§ Record set
==*==

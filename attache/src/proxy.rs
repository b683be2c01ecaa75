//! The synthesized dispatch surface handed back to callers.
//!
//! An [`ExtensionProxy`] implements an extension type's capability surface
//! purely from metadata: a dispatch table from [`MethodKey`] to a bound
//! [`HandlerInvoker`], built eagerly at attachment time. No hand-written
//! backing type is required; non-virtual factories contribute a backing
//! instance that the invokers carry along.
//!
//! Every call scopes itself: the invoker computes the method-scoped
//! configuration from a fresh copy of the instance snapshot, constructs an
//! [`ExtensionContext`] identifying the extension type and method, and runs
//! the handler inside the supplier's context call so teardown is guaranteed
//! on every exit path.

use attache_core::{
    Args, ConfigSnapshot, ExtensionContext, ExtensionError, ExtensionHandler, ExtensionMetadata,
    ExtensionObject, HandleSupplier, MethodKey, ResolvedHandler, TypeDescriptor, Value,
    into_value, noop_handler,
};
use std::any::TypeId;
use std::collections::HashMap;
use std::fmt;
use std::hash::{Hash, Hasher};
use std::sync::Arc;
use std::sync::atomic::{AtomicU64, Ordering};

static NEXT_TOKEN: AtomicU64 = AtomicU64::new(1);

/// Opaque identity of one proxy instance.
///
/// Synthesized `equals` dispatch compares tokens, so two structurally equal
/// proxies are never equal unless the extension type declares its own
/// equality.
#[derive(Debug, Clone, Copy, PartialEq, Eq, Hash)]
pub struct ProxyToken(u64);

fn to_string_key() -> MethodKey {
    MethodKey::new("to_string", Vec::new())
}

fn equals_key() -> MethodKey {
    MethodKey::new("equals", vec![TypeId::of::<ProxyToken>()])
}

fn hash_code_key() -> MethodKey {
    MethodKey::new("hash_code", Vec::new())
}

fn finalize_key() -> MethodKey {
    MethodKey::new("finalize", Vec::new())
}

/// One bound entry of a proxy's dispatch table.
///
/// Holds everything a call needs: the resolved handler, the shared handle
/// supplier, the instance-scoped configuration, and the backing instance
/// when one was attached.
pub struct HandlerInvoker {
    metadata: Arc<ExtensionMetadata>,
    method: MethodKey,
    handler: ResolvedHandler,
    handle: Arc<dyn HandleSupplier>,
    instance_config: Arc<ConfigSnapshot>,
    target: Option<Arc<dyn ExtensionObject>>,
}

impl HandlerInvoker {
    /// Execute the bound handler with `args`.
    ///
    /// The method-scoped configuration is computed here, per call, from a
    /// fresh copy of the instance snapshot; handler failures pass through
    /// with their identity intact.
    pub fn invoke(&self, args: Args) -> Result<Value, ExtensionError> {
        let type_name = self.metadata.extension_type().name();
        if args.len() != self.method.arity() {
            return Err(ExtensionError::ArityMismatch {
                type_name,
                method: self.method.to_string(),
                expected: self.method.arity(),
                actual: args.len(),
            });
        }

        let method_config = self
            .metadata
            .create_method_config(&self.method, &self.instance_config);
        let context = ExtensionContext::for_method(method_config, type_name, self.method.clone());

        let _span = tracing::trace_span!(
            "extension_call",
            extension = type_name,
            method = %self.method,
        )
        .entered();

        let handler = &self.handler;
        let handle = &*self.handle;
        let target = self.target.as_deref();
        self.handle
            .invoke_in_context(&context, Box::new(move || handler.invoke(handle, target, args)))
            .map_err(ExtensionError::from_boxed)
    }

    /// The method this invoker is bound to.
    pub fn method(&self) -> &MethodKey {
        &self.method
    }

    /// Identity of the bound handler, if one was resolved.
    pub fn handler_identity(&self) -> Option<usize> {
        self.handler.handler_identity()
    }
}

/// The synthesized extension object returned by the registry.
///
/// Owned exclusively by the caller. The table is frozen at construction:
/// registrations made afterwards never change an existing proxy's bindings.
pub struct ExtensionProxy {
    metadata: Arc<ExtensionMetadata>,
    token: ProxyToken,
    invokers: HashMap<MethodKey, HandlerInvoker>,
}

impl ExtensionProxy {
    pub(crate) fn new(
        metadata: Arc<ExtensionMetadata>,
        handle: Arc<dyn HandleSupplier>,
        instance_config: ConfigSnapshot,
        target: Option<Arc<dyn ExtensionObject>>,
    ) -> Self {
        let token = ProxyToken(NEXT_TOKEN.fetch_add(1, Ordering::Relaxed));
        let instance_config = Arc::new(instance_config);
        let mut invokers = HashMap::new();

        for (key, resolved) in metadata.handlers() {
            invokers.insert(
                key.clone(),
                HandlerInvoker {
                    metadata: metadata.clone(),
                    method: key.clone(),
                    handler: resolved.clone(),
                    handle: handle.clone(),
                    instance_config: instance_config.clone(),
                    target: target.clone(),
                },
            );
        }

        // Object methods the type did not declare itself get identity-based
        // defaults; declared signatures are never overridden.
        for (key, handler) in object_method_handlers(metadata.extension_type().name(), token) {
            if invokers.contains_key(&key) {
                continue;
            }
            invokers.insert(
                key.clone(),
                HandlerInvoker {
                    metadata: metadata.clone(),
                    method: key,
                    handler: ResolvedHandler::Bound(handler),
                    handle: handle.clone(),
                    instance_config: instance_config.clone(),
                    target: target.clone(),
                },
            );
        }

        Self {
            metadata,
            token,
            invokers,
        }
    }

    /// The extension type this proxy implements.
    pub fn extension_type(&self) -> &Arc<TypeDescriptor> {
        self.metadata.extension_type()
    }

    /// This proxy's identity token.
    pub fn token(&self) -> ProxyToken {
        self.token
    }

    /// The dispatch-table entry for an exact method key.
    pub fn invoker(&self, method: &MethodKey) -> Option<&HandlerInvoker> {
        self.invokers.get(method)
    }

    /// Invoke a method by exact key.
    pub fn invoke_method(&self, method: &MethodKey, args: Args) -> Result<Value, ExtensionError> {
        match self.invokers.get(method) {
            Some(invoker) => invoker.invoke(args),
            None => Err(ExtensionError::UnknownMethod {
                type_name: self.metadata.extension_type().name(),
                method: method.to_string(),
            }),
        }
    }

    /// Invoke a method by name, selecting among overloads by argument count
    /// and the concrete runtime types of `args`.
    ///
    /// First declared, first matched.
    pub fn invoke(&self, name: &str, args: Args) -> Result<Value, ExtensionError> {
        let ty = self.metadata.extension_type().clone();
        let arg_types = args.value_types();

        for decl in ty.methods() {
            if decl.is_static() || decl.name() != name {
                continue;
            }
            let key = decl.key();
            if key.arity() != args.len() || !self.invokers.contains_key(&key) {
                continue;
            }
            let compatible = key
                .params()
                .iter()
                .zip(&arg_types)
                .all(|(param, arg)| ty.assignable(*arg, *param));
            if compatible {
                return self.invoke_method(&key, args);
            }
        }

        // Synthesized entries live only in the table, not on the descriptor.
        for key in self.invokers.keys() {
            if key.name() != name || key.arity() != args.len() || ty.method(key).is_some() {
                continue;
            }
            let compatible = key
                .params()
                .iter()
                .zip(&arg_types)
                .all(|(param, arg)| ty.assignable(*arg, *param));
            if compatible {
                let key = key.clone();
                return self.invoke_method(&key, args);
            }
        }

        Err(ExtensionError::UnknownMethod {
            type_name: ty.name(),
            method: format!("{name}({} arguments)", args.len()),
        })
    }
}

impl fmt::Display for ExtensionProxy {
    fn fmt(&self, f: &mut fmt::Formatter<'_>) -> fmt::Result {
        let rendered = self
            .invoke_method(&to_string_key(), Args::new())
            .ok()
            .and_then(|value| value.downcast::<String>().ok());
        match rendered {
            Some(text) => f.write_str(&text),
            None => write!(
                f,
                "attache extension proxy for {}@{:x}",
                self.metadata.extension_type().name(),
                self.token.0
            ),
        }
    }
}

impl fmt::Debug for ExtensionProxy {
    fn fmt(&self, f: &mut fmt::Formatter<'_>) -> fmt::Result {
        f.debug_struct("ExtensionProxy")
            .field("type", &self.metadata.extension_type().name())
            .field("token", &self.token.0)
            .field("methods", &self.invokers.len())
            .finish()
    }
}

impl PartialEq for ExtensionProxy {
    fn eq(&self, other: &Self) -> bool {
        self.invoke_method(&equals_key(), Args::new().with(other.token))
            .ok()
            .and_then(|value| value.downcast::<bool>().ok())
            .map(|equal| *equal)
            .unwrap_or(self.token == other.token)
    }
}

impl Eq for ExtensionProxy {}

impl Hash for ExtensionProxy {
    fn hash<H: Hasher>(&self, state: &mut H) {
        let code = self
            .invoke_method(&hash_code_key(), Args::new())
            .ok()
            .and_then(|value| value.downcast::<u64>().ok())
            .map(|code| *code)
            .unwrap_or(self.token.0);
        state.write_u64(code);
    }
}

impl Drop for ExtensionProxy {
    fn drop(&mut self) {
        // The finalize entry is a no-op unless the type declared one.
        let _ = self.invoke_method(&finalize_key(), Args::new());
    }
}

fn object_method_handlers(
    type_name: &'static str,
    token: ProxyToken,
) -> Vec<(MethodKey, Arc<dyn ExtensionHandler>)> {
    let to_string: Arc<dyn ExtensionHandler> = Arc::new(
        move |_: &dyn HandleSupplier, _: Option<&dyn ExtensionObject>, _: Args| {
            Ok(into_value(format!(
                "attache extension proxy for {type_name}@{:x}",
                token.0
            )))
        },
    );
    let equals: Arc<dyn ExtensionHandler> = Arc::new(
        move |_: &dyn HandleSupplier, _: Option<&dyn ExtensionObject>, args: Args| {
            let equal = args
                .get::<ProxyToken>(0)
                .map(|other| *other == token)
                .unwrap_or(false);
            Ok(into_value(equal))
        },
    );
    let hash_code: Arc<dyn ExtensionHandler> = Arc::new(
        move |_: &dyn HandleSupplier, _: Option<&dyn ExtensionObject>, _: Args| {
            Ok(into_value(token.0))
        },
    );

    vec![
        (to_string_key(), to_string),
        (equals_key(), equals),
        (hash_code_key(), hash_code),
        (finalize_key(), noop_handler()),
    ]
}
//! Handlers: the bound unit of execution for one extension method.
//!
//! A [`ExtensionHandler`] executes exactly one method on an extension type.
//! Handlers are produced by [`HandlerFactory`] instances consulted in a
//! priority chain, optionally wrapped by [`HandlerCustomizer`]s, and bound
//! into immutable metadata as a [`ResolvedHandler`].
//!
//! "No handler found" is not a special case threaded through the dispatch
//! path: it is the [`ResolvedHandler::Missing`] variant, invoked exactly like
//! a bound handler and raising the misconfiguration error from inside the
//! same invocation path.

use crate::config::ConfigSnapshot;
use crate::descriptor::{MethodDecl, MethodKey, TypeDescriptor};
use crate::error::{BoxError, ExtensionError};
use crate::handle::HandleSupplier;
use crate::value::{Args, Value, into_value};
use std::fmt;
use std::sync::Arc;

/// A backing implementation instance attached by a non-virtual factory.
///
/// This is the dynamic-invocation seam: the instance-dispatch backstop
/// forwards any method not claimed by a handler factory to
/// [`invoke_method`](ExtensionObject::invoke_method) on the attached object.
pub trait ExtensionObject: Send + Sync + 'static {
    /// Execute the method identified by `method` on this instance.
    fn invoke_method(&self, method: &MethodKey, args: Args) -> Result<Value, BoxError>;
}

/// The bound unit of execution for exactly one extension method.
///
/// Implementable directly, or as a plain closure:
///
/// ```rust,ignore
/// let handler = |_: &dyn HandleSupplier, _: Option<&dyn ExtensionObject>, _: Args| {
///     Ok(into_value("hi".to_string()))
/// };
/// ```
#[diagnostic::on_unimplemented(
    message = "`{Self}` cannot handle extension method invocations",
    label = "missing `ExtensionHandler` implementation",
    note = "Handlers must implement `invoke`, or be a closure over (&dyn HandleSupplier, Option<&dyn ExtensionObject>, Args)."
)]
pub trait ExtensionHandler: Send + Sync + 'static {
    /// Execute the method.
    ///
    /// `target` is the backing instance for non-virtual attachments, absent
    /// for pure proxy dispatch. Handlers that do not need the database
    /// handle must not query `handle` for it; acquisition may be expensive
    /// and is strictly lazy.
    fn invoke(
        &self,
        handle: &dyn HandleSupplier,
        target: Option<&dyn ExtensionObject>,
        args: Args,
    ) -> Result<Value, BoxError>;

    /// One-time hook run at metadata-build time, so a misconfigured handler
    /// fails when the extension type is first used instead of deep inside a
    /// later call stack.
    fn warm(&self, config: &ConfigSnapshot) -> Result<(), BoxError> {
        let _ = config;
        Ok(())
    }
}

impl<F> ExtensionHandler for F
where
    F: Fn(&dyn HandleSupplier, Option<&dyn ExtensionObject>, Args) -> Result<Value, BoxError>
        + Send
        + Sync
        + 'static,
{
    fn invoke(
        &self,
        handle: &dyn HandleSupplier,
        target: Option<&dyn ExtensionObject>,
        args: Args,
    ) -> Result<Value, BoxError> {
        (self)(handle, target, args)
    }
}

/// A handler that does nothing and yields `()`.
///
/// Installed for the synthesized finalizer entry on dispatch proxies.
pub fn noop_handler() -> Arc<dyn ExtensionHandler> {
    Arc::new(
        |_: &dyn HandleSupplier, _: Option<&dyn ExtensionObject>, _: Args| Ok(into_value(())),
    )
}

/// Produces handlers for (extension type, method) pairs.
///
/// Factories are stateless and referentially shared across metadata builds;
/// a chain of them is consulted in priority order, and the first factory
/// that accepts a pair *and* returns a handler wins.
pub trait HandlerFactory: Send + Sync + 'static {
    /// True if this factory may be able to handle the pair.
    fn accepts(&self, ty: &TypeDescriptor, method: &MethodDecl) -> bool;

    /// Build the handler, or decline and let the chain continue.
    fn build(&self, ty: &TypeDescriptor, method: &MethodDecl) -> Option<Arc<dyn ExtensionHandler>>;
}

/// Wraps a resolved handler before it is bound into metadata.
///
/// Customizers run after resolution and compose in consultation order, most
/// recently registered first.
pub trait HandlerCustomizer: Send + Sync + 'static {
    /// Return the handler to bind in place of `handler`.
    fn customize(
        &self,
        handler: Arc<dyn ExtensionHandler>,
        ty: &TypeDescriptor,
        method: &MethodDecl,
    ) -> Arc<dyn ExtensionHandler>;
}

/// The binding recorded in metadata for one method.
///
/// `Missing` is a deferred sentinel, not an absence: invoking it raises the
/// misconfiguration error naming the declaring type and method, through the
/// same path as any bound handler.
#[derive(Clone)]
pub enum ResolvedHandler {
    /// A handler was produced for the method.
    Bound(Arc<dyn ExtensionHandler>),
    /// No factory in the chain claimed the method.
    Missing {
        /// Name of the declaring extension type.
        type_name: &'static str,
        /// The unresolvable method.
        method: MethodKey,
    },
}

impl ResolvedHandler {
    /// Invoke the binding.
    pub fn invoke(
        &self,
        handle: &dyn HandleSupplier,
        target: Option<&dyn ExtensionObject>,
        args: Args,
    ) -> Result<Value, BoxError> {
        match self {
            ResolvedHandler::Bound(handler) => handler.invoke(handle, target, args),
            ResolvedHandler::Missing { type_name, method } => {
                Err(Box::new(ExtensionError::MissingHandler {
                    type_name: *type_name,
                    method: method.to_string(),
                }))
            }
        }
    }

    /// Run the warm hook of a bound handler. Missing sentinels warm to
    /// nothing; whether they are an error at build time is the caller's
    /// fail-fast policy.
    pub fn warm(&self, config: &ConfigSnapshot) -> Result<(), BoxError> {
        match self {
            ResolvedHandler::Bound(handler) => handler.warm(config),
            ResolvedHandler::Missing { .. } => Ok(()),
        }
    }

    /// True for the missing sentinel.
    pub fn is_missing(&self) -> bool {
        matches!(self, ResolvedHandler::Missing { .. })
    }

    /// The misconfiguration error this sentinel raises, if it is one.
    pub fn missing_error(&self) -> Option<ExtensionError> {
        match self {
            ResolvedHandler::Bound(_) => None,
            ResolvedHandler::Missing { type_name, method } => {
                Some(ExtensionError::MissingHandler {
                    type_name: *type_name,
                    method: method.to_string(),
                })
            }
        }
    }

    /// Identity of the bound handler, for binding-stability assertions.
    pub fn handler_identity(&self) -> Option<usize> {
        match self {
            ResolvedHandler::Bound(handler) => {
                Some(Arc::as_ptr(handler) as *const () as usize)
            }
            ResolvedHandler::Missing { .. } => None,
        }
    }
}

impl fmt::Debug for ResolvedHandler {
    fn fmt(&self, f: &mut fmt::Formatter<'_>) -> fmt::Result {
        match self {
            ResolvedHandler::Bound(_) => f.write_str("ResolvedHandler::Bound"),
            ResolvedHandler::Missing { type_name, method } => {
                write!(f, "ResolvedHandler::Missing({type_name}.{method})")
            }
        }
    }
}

==*==

§ Task to complete
Lines holding the string "downcast" must be copied out of the entries above.

§ Written response
            .and_then(|value| value.downcast::<String>().ok());
            .and_then(|value| value.downcast::<bool>().ok())
            .and_then(|value| value.downcast::<u64>().ok())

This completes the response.